Then at 65 in 2007 I applied for my State Pension for Thailand, all very efficient , no problems at all. At this time, I didn't know about frozen pension. I was living ok, I had money to carry on. Then I started reading about the immigration into UK and how much the Government were giving them £49 per day. I wrote to the pension service about my pension, they directed me to the rules on being abroad and frozen pensions, which really make no sense at all if I had chosen to live in the Philippines, I would get the full pension. I have estimated I have lost out on about an average of 1500baht per month ( little for the first few years ) total would be about £ my pension is £107 pw, the state pension now is £169.50 per week if born before 1951, why?  I have a short fall over the last 4 years of around £20,000. This is how our government treat its people like me, I never claimed benefits, worked all my life paying into the system.
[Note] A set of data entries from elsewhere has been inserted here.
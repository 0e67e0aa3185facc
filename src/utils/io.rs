//! File IO with bounded retry.
//!
//! Source files may be locked briefly by editors or other workers writing the
//! same bundle. Reads and writes are retried a fixed number of times with a
//! linearly increasing delay before the error is surfaced.

use std::fs;
use std::io;
use std::path::Path;
use std::thread;
use std::time::Duration;

use crate::debug;
use crate::error::{BundleError, Result};

/// Attempts before giving up.
pub const MAX_ATTEMPTS: u32 = 5;

/// Base delay, multiplied by the attempt number.
const BACKOFF_STEP: Duration = Duration::from_millis(25);

/// Run `op` until it succeeds or [`MAX_ATTEMPTS`] is reached.
///
/// `NotFound` is not retried unless `on_not_found` returns `true` (the caller
/// fixed the cause, e.g. by creating the parent directory).
pub fn with_retry<T>(
    path: &Path,
    mut op: impl FnMut() -> io::Result<T>,
    mut on_not_found: impl FnMut() -> bool,
) -> Result<T> {
    let mut attempt = 1;
    loop {
        match op() {
            Ok(value) => return Ok(value),
            Err(e) if attempt >= MAX_ATTEMPTS => return Err(BundleError::io(path, e)),
            Err(e) if e.kind() == io::ErrorKind::NotFound => {
                if !on_not_found() {
                    return Err(BundleError::io(path, e));
                }
            }
            Err(e) => {
                debug!("io"; "retry {} on {}: {}", attempt, path.display(), e);
                thread::sleep(BACKOFF_STEP * attempt);
            }
        }
        attempt += 1;
    }
}

/// Read a UTF-8 file, retrying transient failures.
pub fn read_to_string(path: &Path) -> Result<String> {
    with_retry(path, || fs::read_to_string(path), || false)
}

/// Read raw bytes, retrying transient failures.
pub fn read(path: &Path) -> Result<Vec<u8>> {
    with_retry(path, || fs::read(path), || false)
}

/// Write a file, creating missing parent directories on demand.
///
/// Directory creation is attempted once per retry cycle.
pub fn write(path: &Path, content: &[u8]) -> Result<()> {
    with_retry(
        path,
        || fs::write(path, content),
        || {
            path.parent()
                .is_some_and(|parent| fs::create_dir_all(parent).is_ok())
        },
    )
}

#[cfg(test)]
mod tests {
    use super::*;
    use std::cell::Cell;
    use tempfile::TempDir;

    #[test]
    fn test_write_creates_parent_dirs() {
        let dir = TempDir::new().unwrap();
        let path = dir.path().join("nested/deeper/out.css");
        write(&path, b"a{}").unwrap();
        assert_eq!(fs::read_to_string(&path).unwrap(), "a{}");
    }

    #[test]
    fn test_read_missing_file_fails_fast() {
        let dir = TempDir::new().unwrap();
        let path = dir.path().join("missing.css");
        let err = read_to_string(&path).unwrap_err();
        assert!(err.to_string().contains("missing.css"));
    }

    #[test]
    fn test_transient_errors_are_retried() {
        let calls = Cell::new(0);
        let result = with_retry(
            Path::new("locked.css"),
            || {
                calls.set(calls.get() + 1);
                if calls.get() < 3 {
                    Err(io::Error::new(io::ErrorKind::PermissionDenied, "locked"))
                } else {
                    Ok(42)
                }
            },
            || false,
        );
        assert_eq!(result.unwrap(), 42);
        assert_eq!(calls.get(), 3);
    }

    #[test]
    fn test_retry_is_bounded() {
        let calls = Cell::new(0);
        let result: Result<()> = with_retry(
            Path::new("locked.css"),
            || {
                calls.set(calls.get() + 1);
                Err(io::Error::new(io::ErrorKind::PermissionDenied, "locked"))
            },
            || false,
        );
        assert!(result.is_err());
        assert_eq!(calls.get(), MAX_ATTEMPTS);
    }
}
//! Command-line interface definitions.

use clap::{ColorChoice, Parser, Subcommand};
use std::path::PathBuf;

use crate::config::StitchConfig;

/// Stitch CSS/JavaScript bundler CLI
#[derive(Parser, Debug, Clone)]
#[command(version, about, long_about = None, arg_required_else_help = true)]
pub struct Cli {
    /// Control colored output (auto, always, never)
    #[arg(long, global = true, default_value = "auto")]
    pub color: ColorChoice,

    /// Print cache, lock and write activity
    #[arg(short, long, global = true)]
    pub verbose: bool,

    /// Config file path (default: stitch.toml, searched upward)
    #[arg(short = 'C', long, global = true, default_value = "stitch.toml", value_hint = clap::ValueHint::FilePath)]
    pub config: PathBuf,

    /// subcommands
    #[command(subcommand)]
    pub command: Commands,
}

/// Available subcommands
#[derive(Subcommand, Debug, Clone)]
pub enum Commands {
    /// Render bundles declared in the config file
    #[command(visible_alias = "r")]
    Render {
        #[command(flatten)]
        args: RenderArgs,
    },

    /// Validate the config file without rendering
    #[command(visible_alias = "c")]
    Check,

    /// Render, then re-render whenever a source changes
    #[command(visible_alias = "w")]
    Watch {
        #[command(flatten)]
        args: RenderArgs,
    },
}

/// Shared arguments for Render and Watch
#[derive(clap::Args, Debug, Clone, Default)]
pub struct RenderArgs {
    /// Bundle names to render. If omitted, renders all bundles.
    #[arg(value_name = "NAME")]
    pub names: Vec<String>,

    /// Force debug mode (per-file tags, no minification)
    #[arg(short, long, conflicts_with = "release")]
    pub debug: bool,

    /// Force release mode
    #[arg(short, long)]
    pub release: bool,

    /// Print the emitted tags of each bundle
    #[arg(short, long)]
    pub tags: bool,
}

impl RenderArgs {
    /// Apply mode flags over the config file settings.
    pub fn apply(&self, config: &mut StitchConfig) {
        if self.debug || self.release {
            config.stitch.debug = self.debug;
            config.stitch.debug_env = None;
        }
    }
}
//! Minifiers for aggregated CSS and JavaScript.
//!
//! Uses lightningcss for CSS and oxc for JavaScript. Minifiers that cannot
//! parse their input return it unchanged, so a syntax error in one source
//! never breaks the whole bundle.

mod css;
mod js;

pub use css::CssMinifier;
pub use js::JsMinifier;

use serde::{Deserialize, Serialize};
use std::sync::Arc;

/// Whitespace/structure-reducing transform.
pub trait Minifier: Send + Sync {
    fn minify(&self, content: &str) -> String;

    /// Identity used in bundle fingerprints.
    fn name(&self) -> &str {
        std::any::type_name::<Self>()
    }

    /// Whether this minifier leaves content untouched.
    ///
    /// Files added with `add_minified*` fall back to the built-in minifier
    /// when the bundle's minifier is the identity.
    fn is_identity(&self) -> bool {
        false
    }
}

/// Identity transform.
#[derive(Debug, Clone, Copy, Default)]
pub struct NullMinifier;

impl Minifier for NullMinifier {
    fn minify(&self, content: &str) -> String {
        content.to_string()
    }

    fn is_identity(&self) -> bool {
        true
    }
}

/// Minifier selection in configuration files.
#[derive(Debug, Clone, Copy, PartialEq, Eq, Serialize, Deserialize)]
#[serde(rename_all = "lowercase")]
pub enum MinifierKind {
    #[serde(alias = "null")]
    None,
    Lightningcss,
    Oxc,
}

impl MinifierKind {
    /// Whether this minifier understands the given bundle extension.
    pub const fn supports(self, extension: &str) -> bool {
        match self {
            Self::None => true,
            Self::Lightningcss => matches!(extension.as_bytes(), b"css"),
            Self::Oxc => matches!(extension.as_bytes(), b"js"),
        }
    }

    pub fn build(self) -> Arc<dyn Minifier> {
        match self {
            Self::None => Arc::new(NullMinifier),
            Self::Lightningcss => Arc::new(CssMinifier),
            Self::Oxc => Arc::new(JsMinifier),
        }
    }
}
But if go into UK on a rubber boat or in a lorry and get £17,885 per annum, never having paid in a penny.  Is something wrong here?
I'm going back in April 2005 to claim my full pension stay 6 months 1 day, and come back to Thailand on a higher frozen pension.

Your pension reverts back to your old frozen pension when you leave the UK again.

It doesn't reset to the new level.

You have to keep spending 183 days in the UK each year (or some other country where the pension isn't frozen) to stop it falling back to the original frozen amount.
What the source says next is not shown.